For a city that lost four-and-a-half centuries ago (Florence won), Siena has a lot of pride. This is because Siena is beautiful, and because Siena is full of Italians.

The city is divided into 17 contradas, which are kind of like residential colleges, except much more medieval and even more intense. Twice a year, in July and August, the contradas compete in a bareback horse race called the Palio. (A banner, or “palio,” is what the winning contrada carries across the city after the race.) This may sound like the tourist trap to end all tourist traps. It isn’t: the people who live in Siena take this stuff very seriously.

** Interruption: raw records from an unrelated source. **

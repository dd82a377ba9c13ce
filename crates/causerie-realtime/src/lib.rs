//! Realtime channel adapter.
//!
//! Bridges the synchronizer's intents to websocket emissions and inbound
//! frames to synchronizer callbacks. The connection runs in a dedicated
//! tokio task; external code talks to it through typed command and event
//! channels, keeping the transport fully asynchronous and decoupled.
//!
//! The connection is process-wide and outlives any single conversation
//! selection. Room membership is re-asserted on every selection and old
//! rooms are never left; stale-room delivery is filtered by the
//! synchronizer's conversation-id checks, not here.

pub mod channel;
pub mod error;
pub mod wire;

pub use channel::{spawn_channel, ChannelCommand, ChannelEvent};
pub use error::ChannelError;
pub use wire::{Inbound, Outbound};
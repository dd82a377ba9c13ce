//! User directory and profile endpoints.

use serde::{Deserialize, Serialize};

use causerie_shared::Identity;

use crate::client::ApiClient;
use crate::error::Result;

/// Editable profile fields, as the backend stores them.
#[derive(Debug, Clone, Default, Serialize, Deserialize, PartialEq)]
pub struct Profile {
    #[serde(default)]
    pub name: String,
    #[serde(default)]
    pub email: Option<String>,
    #[serde(default)]
    pub avatar: Option<String>,
    #[serde(default)]
    pub phone: Option<String>,
    #[serde(default)]
    pub gender: Option<String>,
    #[serde(default)]
    pub dob: Option<String>,
    #[serde(default)]
    pub bio: Option<String>,
}

/// Partial profile update; unset fields are left untouched by the backend.
#[derive(Debug, Clone, Default, Serialize)]
pub struct ProfileUpdate {
    #[serde(skip_serializing_if = "Option::is_none")]
    pub name: Option<String>,
    #[serde(skip_serializing_if = "Option::is_none")]
    pub phone: Option<String>,
    #[serde(skip_serializing_if = "Option::is_none")]
    pub gender: Option<String>,
    #[serde(skip_serializing_if = "Option::is_none")]
    pub dob: Option<String>,
    #[serde(skip_serializing_if = "Option::is_none")]
    pub bio: Option<String>,
    #[serde(skip_serializing_if = "Option::is_none")]
    pub avatar: Option<String>,
}

#[derive(Debug, Default, Deserialize)]
struct UsersResponse {
    #[serde(default)]
    users: Vec<Identity>,
}

#[derive(Debug, Deserialize)]
struct ProfileResponse {
    user: Profile,
}

impl ApiClient {
    /// Everyone registered with the backend, for the "start a chat" picker.
    ///
    /// `GET /user/all`
    pub async fn all_users(&self) -> Result<Vec<Identity>> {
        let resp: UsersResponse = self.get_json("/user/all").await?;
        Ok(resp.users)
    }

    /// `GET /user/profile`
    pub async fn get_profile(&self) -> Result<Profile> {
        let resp: ProfileResponse = self.get_json("/user/profile").await?;
        Ok(resp.user)
    }

    /// `PUT /user/update`
    pub async fn update_profile(&self, update: &ProfileUpdate) -> Result<Profile> {
        let resp: ProfileResponse = self.put_json("/user/update", update).await?;
        Ok(resp.user)
    }
}

#[cfg(test)]
mod tests {
    use super::*;

    #[test]
    fn test_profile_tolerates_missing_fields() {
        let resp: ProfileResponse =
            serde_json::from_str(r#"{"user": {"name": "Ada"}}"#).unwrap();
        assert_eq!(resp.user.name, "Ada");
        assert!(resp.user.bio.is_none());
    }

    #[test]
    fn test_profile_update_skips_unset_fields() {
        let update = ProfileUpdate {
            bio: Some("salut".to_string()),
            ..Default::default()
        };
        let json = serde_json::to_value(&update).unwrap();
        assert_eq!(json.as_object().unwrap().len(), 1);
        assert_eq!(json["bio"], "salut");
    }
}
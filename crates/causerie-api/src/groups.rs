//! Group-conversation endpoints, including group administration.

use serde::{Deserialize, Serialize};
use tracing::info;

use causerie_shared::{GroupEntry, GroupId, GroupMember, Message, MessageBody, MessageKind, UserRef};

use crate::client::ApiClient;
use crate::error::Result;

#[derive(Debug, Default, Deserialize)]
struct GroupListResponse {
    #[serde(default)]
    groups: Vec<GroupEntry>,
}

#[derive(Debug, Deserialize)]
struct MessagesResponse {
    #[serde(default)]
    messages: Vec<Message>,
}

#[derive(Debug, Deserialize)]
struct GroupResponse {
    group: GroupEntry,
}

#[derive(Debug, Deserialize)]
struct MembersResponse {
    #[serde(default)]
    members: Vec<GroupMember>,
}

#[derive(Serialize)]
struct SendGroupRequest<'a> {
    group_id: GroupId,
    message: &'a str,
    #[serde(rename = "type")]
    kind: MessageKind,
    #[serde(skip_serializing_if = "Option::is_none")]
    url: Option<&'a str>,
}

#[derive(Serialize)]
struct CreateGroupRequest<'a> {
    name: &'a str,
    members: &'a [UserRef],
}

#[derive(Serialize)]
struct RenameGroupRequest<'a> {
    group_id: GroupId,
    name: &'a str,
}

#[derive(Serialize)]
struct GroupAvatarRequest<'a> {
    group_id: GroupId,
    avatar: &'a str,
}

#[derive(Serialize)]
struct MemberRequest<'a> {
    group_id: GroupId,
    member_uid: &'a UserRef,
}

impl ApiClient {
    /// `GET /group/list`
    pub async fn list_groups(&self) -> Result<Vec<GroupEntry>> {
        let resp: GroupListResponse = self.get_json("/group/list").await?;
        Ok(resp.groups)
    }

    /// `GET /group/messages/{id}`
    pub async fn group_messages(&self, id: GroupId) -> Result<Vec<Message>> {
        let resp: MessagesResponse = self.get_json(&format!("/group/messages/{id}")).await?;
        Ok(resp.messages)
    }

    /// `POST /group/send` — like direct sends, the realtime echo is the
    /// only append path.
    pub async fn send_group_message(&self, id: GroupId, body: &MessageBody) -> Result<()> {
        let _: serde_json::Value = self
            .post_json(
                "/group/send",
                &SendGroupRequest {
                    group_id: id,
                    message: body.text(),
                    kind: body.kind(),
                    url: body.url(),
                },
            )
            .await?;
        Ok(())
    }

    /// `POST /group/create`
    pub async fn create_group(&self, name: &str, members: &[UserRef]) -> Result<GroupEntry> {
        let resp: GroupResponse = self
            .post_json("/group/create", &CreateGroupRequest { name, members })
            .await?;
        info!(group = %resp.group.id, name = %resp.group.name, "Group created");
        Ok(resp.group)
    }

    /// `PUT /group/rename`
    pub async fn rename_group(&self, id: GroupId, name: &str) -> Result<GroupEntry> {
        let resp: GroupResponse = self
            .put_json("/group/rename", &RenameGroupRequest { group_id: id, name })
            .await?;
        Ok(resp.group)
    }

    /// `PUT /group/avatar`
    pub async fn set_group_avatar(&self, id: GroupId, avatar_url: &str) -> Result<GroupEntry> {
        let resp: GroupResponse = self
            .put_json(
                "/group/avatar",
                &GroupAvatarRequest {
                    group_id: id,
                    avatar: avatar_url,
                },
            )
            .await?;
        Ok(resp.group)
    }

    /// `POST /group/add-member`
    pub async fn add_member(&self, id: GroupId, member: &UserRef) -> Result<()> {
        let _: serde_json::Value = self
            .post_json(
                "/group/add-member",
                &MemberRequest {
                    group_id: id,
                    member_uid: member,
                },
            )
            .await?;
        Ok(())
    }

    /// `POST /group/remove-member`
    pub async fn remove_member(&self, id: GroupId, member: &UserRef) -> Result<()> {
        let _: serde_json::Value = self
            .post_json(
                "/group/remove-member",
                &MemberRequest {
                    group_id: id,
                    member_uid: member,
                },
            )
            .await?;
        Ok(())
    }

    /// `GET /group/members/{id}`
    pub async fn group_members(&self, id: GroupId) -> Result<Vec<GroupMember>> {
        let resp: MembersResponse = self.get_json(&format!("/group/members/{id}")).await?;
        Ok(resp.members)
    }
}
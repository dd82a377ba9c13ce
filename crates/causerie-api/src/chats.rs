//! Direct-conversation endpoints.

use serde::{Deserialize, Serialize};
use tracing::debug;

use causerie_shared::{ChatEntry, ChatId, Message, MessageBody, MessageKind, UserRef};

use crate::client::ApiClient;
use crate::error::Result;

#[derive(Debug, Default, Deserialize)]
struct ChatListResponse {
    #[serde(default)]
    chats: Vec<ChatEntry>,
}

#[derive(Debug, Deserialize)]
struct MessagesResponse {
    #[serde(default)]
    messages: Vec<Message>,
}

/// The conversation returned by start-or-get.
///
/// When the conversation is freshly created the backend answers with `id`;
/// when it already existed the row comes back with `chat_id`. The alias
/// collapses both spellings into one canonical [`ChatId`] here, so callers
/// never perform dual-field lookups.
#[derive(Debug, Clone, Deserialize)]
pub struct StartedChat {
    #[serde(rename = "chat_id", alias = "id")]
    pub id: ChatId,
    #[serde(default, rename = "firebase_uid")]
    pub peer_uid: Option<UserRef>,
    #[serde(default)]
    pub name: Option<String>,
    #[serde(default)]
    pub avatar: Option<String>,
}

#[derive(Debug, Deserialize)]
struct StartChatResponse {
    chat: StartedChat,
}

#[derive(Serialize)]
struct StartChatRequest<'a> {
    receiver_uid: &'a UserRef,
}

#[derive(Serialize)]
struct SendChatRequest<'a> {
    chat_id: ChatId,
    message: &'a str,
    #[serde(rename = "type")]
    kind: MessageKind,
    #[serde(skip_serializing_if = "Option::is_none")]
    url: Option<&'a str>,
}

impl ApiClient {
    /// `GET /chat/list`
    pub async fn list_chats(&self) -> Result<Vec<ChatEntry>> {
        let resp: ChatListResponse = self.get_json("/chat/list").await?;
        Ok(resp.chats)
    }

    /// Start a conversation with `peer`, or fetch the existing one.
    ///
    /// `POST /chat/start`
    pub async fn start_chat(&self, peer: &UserRef) -> Result<StartedChat> {
        let resp: StartChatResponse = self
            .post_json("/chat/start", &StartChatRequest { receiver_uid: peer })
            .await?;
        debug!(peer = %peer, chat = %resp.chat.id, "Resolved direct conversation");
        Ok(resp.chat)
    }

    /// `GET /chat/messages/{id}`
    pub async fn chat_messages(&self, id: ChatId) -> Result<Vec<Message>> {
        let resp: MessagesResponse = self.get_json(&format!("/chat/messages/{id}")).await?;
        Ok(resp.messages)
    }

    /// Send a message into a direct conversation.
    ///
    /// The created row is not returned to the caller: the realtime echo is
    /// the only append path, so send and delivery stay consistent with the
    /// fan-out every other participant sees.
    ///
    /// `POST /chat/send`
    pub async fn send_chat_message(&self, id: ChatId, body: &MessageBody) -> Result<()> {
        let _: serde_json::Value = self
            .post_json(
                "/chat/send",
                &SendChatRequest {
                    chat_id: id,
                    message: body.text(),
                    kind: body.kind(),
                    url: body.url(),
                },
            )
            .await?;
        Ok(())
    }
}

#[cfg(test)]
mod tests {
    use super::*;

    #[test]
    fn test_started_chat_creation_shape() {
        let resp: StartChatResponse =
            serde_json::from_str(r#"{"chat": {"id": 7, "firebase_uid": "peer-a"}}"#).unwrap();
        assert_eq!(resp.chat.id, ChatId(7));
    }

    #[test]
    fn test_started_chat_existing_shape() {
        let resp: StartChatResponse = serde_json::from_str(
            r#"{"chat": {"chat_id": 7, "firebase_uid": "peer-a", "name": "Ada"}}"#,
        )
        .unwrap();
        assert_eq!(resp.chat.id, ChatId(7));
        assert_eq!(resp.chat.name.as_deref(), Some("Ada"));
    }

    #[test]
    fn test_send_request_wire_shape() {
        let body = MessageBody::Image {
            url: "https://cdn/x.png".to_string(),
        };
        let req = SendChatRequest {
            chat_id: ChatId(3),
            message: body.text(),
            kind: body.kind(),
            url: body.url(),
        };
        let json = serde_json::to_value(&req).unwrap();
        assert_eq!(json["chat_id"], 3);
        assert_eq!(json["type"], "image");
        assert_eq!(json["url"], "https://cdn/x.png");
    }

    #[test]
    fn test_empty_chat_list_tolerated() {
        let resp: ChatListResponse = serde_json::from_str("{}").unwrap();
        assert!(resp.chats.is_empty());
    }
}
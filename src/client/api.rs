use reqwest::Url;
use tracing::debug;

use crate::error::{AppError, AppResult};
use crate::schema::{ApiRequest, ApiResponse};

use super::auth_link::AuthLink;
use super::credentials::CredentialStore;
use super::login_state::LoginStateCache;

/// One client session against the API: base URI, HTTP client, auth link and
/// the derived login state. Constructed once at startup and passed down to
/// whatever drives it; sign-in/sign-out mutate the credential store and then
/// the derived state, in that order, as explicit sequential steps.
pub struct ApiSession<S> {
    base: Url,
    client: reqwest::Client,
    link: AuthLink<S>,
    store: S,
    login: LoginStateCache<S>,
}

fn network_err(e: reqwest::Error) -> AppError {
    AppError::internal("network".to_string(), e.to_string())
}

/// Rebuild the typed error from the wire triple (status, code, message).
fn error_from_wire(status: u16, code: String, message: String) -> AppError {
    match status {
        401 => AppError::Auth { code, message },
        403 => AppError::Forbidden { code, message },
        404 => AppError::NotFound { code, message },
        409 => AppError::Conflict { code, message },
        400 if code.ends_with("_exceeded") => AppError::Guard { code, message },
        400 => AppError::UserInput { code, message },
        _ => AppError::Internal { code, message },
    }
}

impl<S: CredentialStore + Clone> ApiSession<S> {
    /// Build a session. The login state is computed from the credential
    /// store immediately, before anything can read it.
    pub async fn connect(base: &str, store: S) -> AppResult<Self> {
        let base = Url::parse(base)
            .map_err(|e| AppError::user("bad_uri".to_string(), e.to_string()))?;
        let client = reqwest::Client::builder()
            .build()
            .map_err(network_err)?;
        let login = LoginStateCache::new(store.clone()).await?;
        Ok(Self { base, client, link: AuthLink::new(store.clone()), store, login })
    }

    pub fn is_logged_in(&self) -> bool {
        self.login.is_logged_in()
    }

    pub fn credential_store(&self) -> &S {
        &self.store
    }

    /// Send one typed operation through the auth link and decode the typed
    /// response or the typed error.
    pub async fn execute(&self, request: &ApiRequest) -> AppResult<ApiResponse> {
        let url = self.base.join("/api")
            .map_err(|e| AppError::user("bad_uri".to_string(), e.to_string()))?;
        let builder = self.client.post(url).json(request);
        let builder = self.link.apply(builder).await?;
        let resp = builder.send().await.map_err(network_err)?;
        let status = resp.status();
        let body: serde_json::Value = resp.json().await.map_err(network_err)?;
        if status.is_success() && body.get("status").and_then(|s| s.as_str()) == Some("ok") {
            let data = body.get("data").cloned().unwrap_or(serde_json::Value::Null);
            serde_json::from_value(data)
                .map_err(|e| AppError::internal("bad_response".to_string(), e.to_string()))
        } else {
            let code = body.get("code").and_then(|c| c.as_str()).unwrap_or("internal").to_string();
            let message = body.get("message").and_then(|m| m.as_str()).unwrap_or("request failed").to_string();
            debug!(target: "client", status = status.as_u16(), code = %code, "api error");
            Err(error_from_wire(status.as_u16(), code, message))
        }
    }

    async fn authenticate(&self, request: ApiRequest) -> AppResult<()> {
        let response = self.execute(&request).await?;
        let ApiResponse::Token { token } = response else {
            return Err(AppError::internal("bad_response".to_string(), "expected a token".to_string()));
        };
        // Store first, then recompute the derived state; navigation (or any
        // other follow-up) happens after this returns.
        self.store.set(&token).await?;
        self.login.refresh().await?;
        Ok(())
    }

    pub async fn sign_in(&self, email: &str, password: &str) -> AppResult<()> {
        self.authenticate(ApiRequest::SignIn { email: email.to_string(), password: password.to_string() }).await
    }

    pub async fn sign_up(&self, username: &str, email: &str, password: &str) -> AppResult<()> {
        self.authenticate(ApiRequest::SignUp {
            username: username.to_string(),
            email: email.to_string(),
            password: password.to_string(),
        }).await
    }

    /// Delete the stored credential and recompute the derived state.
    pub async fn sign_out(&self) -> AppResult<()> {
        self.store.delete().await?;
        self.login.refresh().await?;
        Ok(())
    }
}
use crate::error::AppResult;

use super::credentials::CredentialStore;

/// Navigation roots the startup gate can choose between.
#[derive(Debug, Clone, Copy, PartialEq, Eq)]
pub enum Route {
    /// Authenticated application root.
    App,
    /// Unauthenticated sign-in/sign-up flow.
    Auth,
}

/// One-shot startup check: read the credential store and pick the initial
/// route. This decides the *initial* root only; sign-in and sign-out flows
/// navigate explicitly afterwards.
pub async fn initial_route<S: CredentialStore>(store: &S) -> AppResult<Route> {
    Ok(match store.get().await? {
        Some(_) => Route::App,
        None => Route::Auth,
    })
}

It requires a special effort for me to begin to conceive of why the Palio stirs up the emotions it does. The jockeys are hired guns from Sardinia, not contrada devotees, and the horses don’t even come from Siena. Of course, don’t say any of this to the Sienese, or you might find yourself at the wrong end of a thoroughbred.

Horses are assigned to each of the 10 participating contradas a week before the race. A few minutes into this year’s event, two big groups of people came to a stop on the horse-schlepping slope that leads to the main square, and for a moment it looked like they were all swimming the crawl, very fast, in place. To me, this was simply a new and fascinating cheer. Then a teenage girl flopped over the fence between the slope and the square, bawling. It dawned on me: nobody was swimming. Everybody was punching each other.

Apparently, one contrada had made fun of another’s horse. If in Rome you should do as the Romans do, in Siena, you should steer away from ridiculing another man’s cavallo.

Comments

  • penny_lane

    What a terrible article! The horses are actually quarterhorses, given the propensity of thoroughbreds to break their legs racing on hardpacked sand over cobblestones. Also, they’re a lot faster at short distances, and the Palio is over as soon as you snap your fingers.

    As someone who’s seen the Palio, I find this article to do the event little justice. No mention of Neil Armstrong walking on the moon? Come on.